Since each page ‘belongs’ to someone, they do not want anyone to leave. Why have links to other pages allowing people to leave? There is little sense of community. It feels more like a cul-de-sac.
Like the Roach Motel, visitors check in but they don’t check-out.
I’ve been using Wikipedia links here to make a point. In this case, Roach Motel is a stub, with minimal information. I could, and maybe will, add to this article to make it more useful. In a Web 2.0 world, we can get something started as a community and strive for perfection. A knol does not seem to allow this to occur.
Each author owns the article, not the community. That is one of the possible benefits of a knol in the right hands. But I worry a lot about the lack of links, even ones generated by Google.
For example, the use of copyright. Each author can define the copyright of their article, from all rights reserved to Creative Commons. So far so good. However, the knol gives me no way to find out what this really means at all.There is no external link to any copyright definitions at all.
There is no link to tell me just what ‘Creative Commons Attribution License 3.0’ really is. Goggle does not even provide an automated external link to Creative Commons so I can tell what I am allowed to use or not use. So I have to search elsewhere for the term to find out just what I’m allowed to do.

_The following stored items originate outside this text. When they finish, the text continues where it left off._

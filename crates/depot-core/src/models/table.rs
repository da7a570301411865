//! Entity kind identifiers shared with the server

use serde::{Deserialize, Serialize};
use std::fmt;
use std::str::FromStr;

use crate::error::Error;

/// Stable numeric identifier of a server entity kind.
///
/// The discriminants are the wire values carried by push payloads and stored in
/// the failed-sync queue, so they must never be renumbered.
#[derive(Debug, Clone, Copy, PartialEq, Eq, Hash, PartialOrd, Ord, Serialize, Deserialize)]
#[serde(try_from = "i64", into = "i64")]
pub enum TableId {
    Product = 1,
    CarBrand = 2,
    CarName = 3,
    CarModel = 4,
    CarVersion = 5,
    Category = 6,
    SubCategory = 7,
    Orders = 8,
    OrderSubs = 9,
    Customers = 10,
    Users = 11,
    Salesmen = 12,
    Units = 13,
    Routes = 14,
    Suppliers = 15,
    OutOfStock = 16,
    OutOfStockSubs = 17,
    Racks = 18,
    Vehicles = 19,
    Deliveries = 20,
    UserCategories = 21,
    /// Broadcast action: force the addressed users to log out.
    Logout = 22,
}

impl TableId {
    pub const ALL: [Self; 22] = [
        Self::Product,
        Self::CarBrand,
        Self::CarName,
        Self::CarModel,
        Self::CarVersion,
        Self::Category,
        Self::SubCategory,
        Self::Orders,
        Self::OrderSubs,
        Self::Customers,
        Self::Users,
        Self::Salesmen,
        Self::Units,
        Self::Routes,
        Self::Suppliers,
        Self::OutOfStock,
        Self::OutOfStockSubs,
        Self::Racks,
        Self::Vehicles,
        Self::Deliveries,
        Self::UserCategories,
        Self::Logout,
    ];

    /// Wire value of this table.
    pub const fn code(self) -> i64 {
        self as i64
    }

    pub const fn as_str(self) -> &'static str {
        match self {
            Self::Product => "product",
            Self::CarBrand => "car_brand",
            Self::CarName => "car_name",
            Self::CarModel => "car_model",
            Self::CarVersion => "car_version",
            Self::Category => "category",
            Self::SubCategory => "sub_category",
            Self::Orders => "orders",
            Self::OrderSubs => "order_subs",
            Self::Customers => "customers",
            Self::Users => "users",
            Self::Salesmen => "salesmen",
            Self::Units => "units",
            Self::Routes => "routes",
            Self::Suppliers => "suppliers",
            Self::OutOfStock => "out_of_stock",
            Self::OutOfStockSubs => "out_of_stock_subs",
            Self::Racks => "racks",
            Self::Vehicles => "vehicles",
            Self::Deliveries => "deliveries",
            Self::UserCategories => "user_categories",
            Self::Logout => "logout",
        }
    }

    /// Whether this id names a broadcast action rather than an entity table.
    pub const fn is_action(self) -> bool {
        matches!(self, Self::Logout)
    }
}

impl TryFrom<i64> for TableId {
    type Error = Error;

    fn try_from(value: i64) -> Result<Self, Self::Error> {
        Self::ALL
            .into_iter()
            .find(|table| table.code() == value)
            .ok_or_else(|| Error::InvalidInput(format!("unknown table id {value}")))
    }
}

impl From<TableId> for i64 {
    fn from(value: TableId) -> Self {
        value.code()
    }
}

impl FromStr for TableId {
    type Err = Error;

    fn from_str(s: &str) -> Result<Self, Self::Err> {
        let s = s.trim();
        if let Ok(code) = s.parse::<i64>() {
            return Self::try_from(code);
        }
        Self::ALL
            .into_iter()
            .find(|table| table.as_str().eq_ignore_ascii_case(s))
            .ok_or_else(|| Error::InvalidInput(format!("unknown table '{s}'")))
    }
}

impl fmt::Display for TableId {
    fn fmt(&self, f: &mut fmt::Formatter<'_>) -> fmt::Result {
        f.write_str(self.as_str())
    }
}

#[cfg(test)]
mod tests {
    use super::*;

    #[test]
    fn codes_are_stable() {
        assert_eq!(TableId::Product.code(), 1);
        assert_eq!(TableId::Category.code(), 6);
        assert_eq!(TableId::UserCategories.code(), 21);
        assert_eq!(TableId::Logout.code(), 22);
    }

    #[test]
    fn codes_round_trip_for_every_table() {
        for table in TableId::ALL {
            assert_eq!(TableId::try_from(table.code()).unwrap(), table);
        }
        assert!(TableId::try_from(0).is_err());
        assert!(TableId::try_from(23).is_err());
    }

    #[test]
    fn parses_names_and_numbers() {
        assert_eq!("product".parse::<TableId>().unwrap(), TableId::Product);
        assert_eq!("Out_Of_Stock".parse::<TableId>().unwrap(), TableId::OutOfStock);
        assert_eq!("9".parse::<TableId>().unwrap(), TableId::OrderSubs);
        assert!("warehouse".parse::<TableId>().is_err());
    }

    #[test]
    fn serde_uses_wire_codes() {
        let json = serde_json::to_string(&TableId::Orders).unwrap();
        assert_eq!(json, "8");
        let parsed: TableId = serde_json::from_str("14").unwrap();
        assert_eq!(parsed, TableId::Routes);
        assert!(serde_json::from_str::<TableId>("99").is_err());
    }

    #[test]
    fn only_logout_is_an_action() {
        assert!(TableId::Logout.is_action());
        assert!(!TableId::Product.is_action());
    }
}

And take a look at this article on pediatric sports injuries. It is very authoritative and has several publications referenced. Yet none of them are linked to the articles, so I have to try and track those down myself. And there is no easy way for me to add those if I wanted to help make the article better.
My son had a problem with ischial apophysitis, which is mentioned briefly in the article, but not at all in Table II. Is this an oversight or because it is not common enough to be included? I have no way to add any information about a topic I know pretty well, even if I am not an expert. Do I create an entirely new knol to cover this? Do I contact the author? Do I leave a comment and hope he reads it?
An article that is owned, that provides no real way for others to have a voice, that has no links to outside sources and retains copyright only for the author goes against much of what defines the Web. It is a magazine article put up on the Web, with little that makes the Web a distinct medium.
Each knol seemed like a dead end to me, with little connection to the rest of the web. I guess the only way anyone would ever find any of them is by a Google search.
Wikipedia may not be perfect but it does provide usually valid entry points for rapidly finding information. And it can do this by a community effort.T hat is what the web is about, using communities to information rapidly. Wikipedia helps here. I fail to see how Knol, in its current form, comes close to helping.
And don’t even get me started on what will happen when someone’s ad revenue drops because someone else has written another more entertaining article. Or when authors write for the ad revenue, just like the modern mass media.
However, a knol could develop into something. In a Web 2.0 world, I expect early failures with a rapid ascension towards perfection, so perhaps some of these problems will vanish or a knol will develop into an entirely different tool than Wikipedia.
Just because I do not find it useful today does not mean it will not be useful in the future.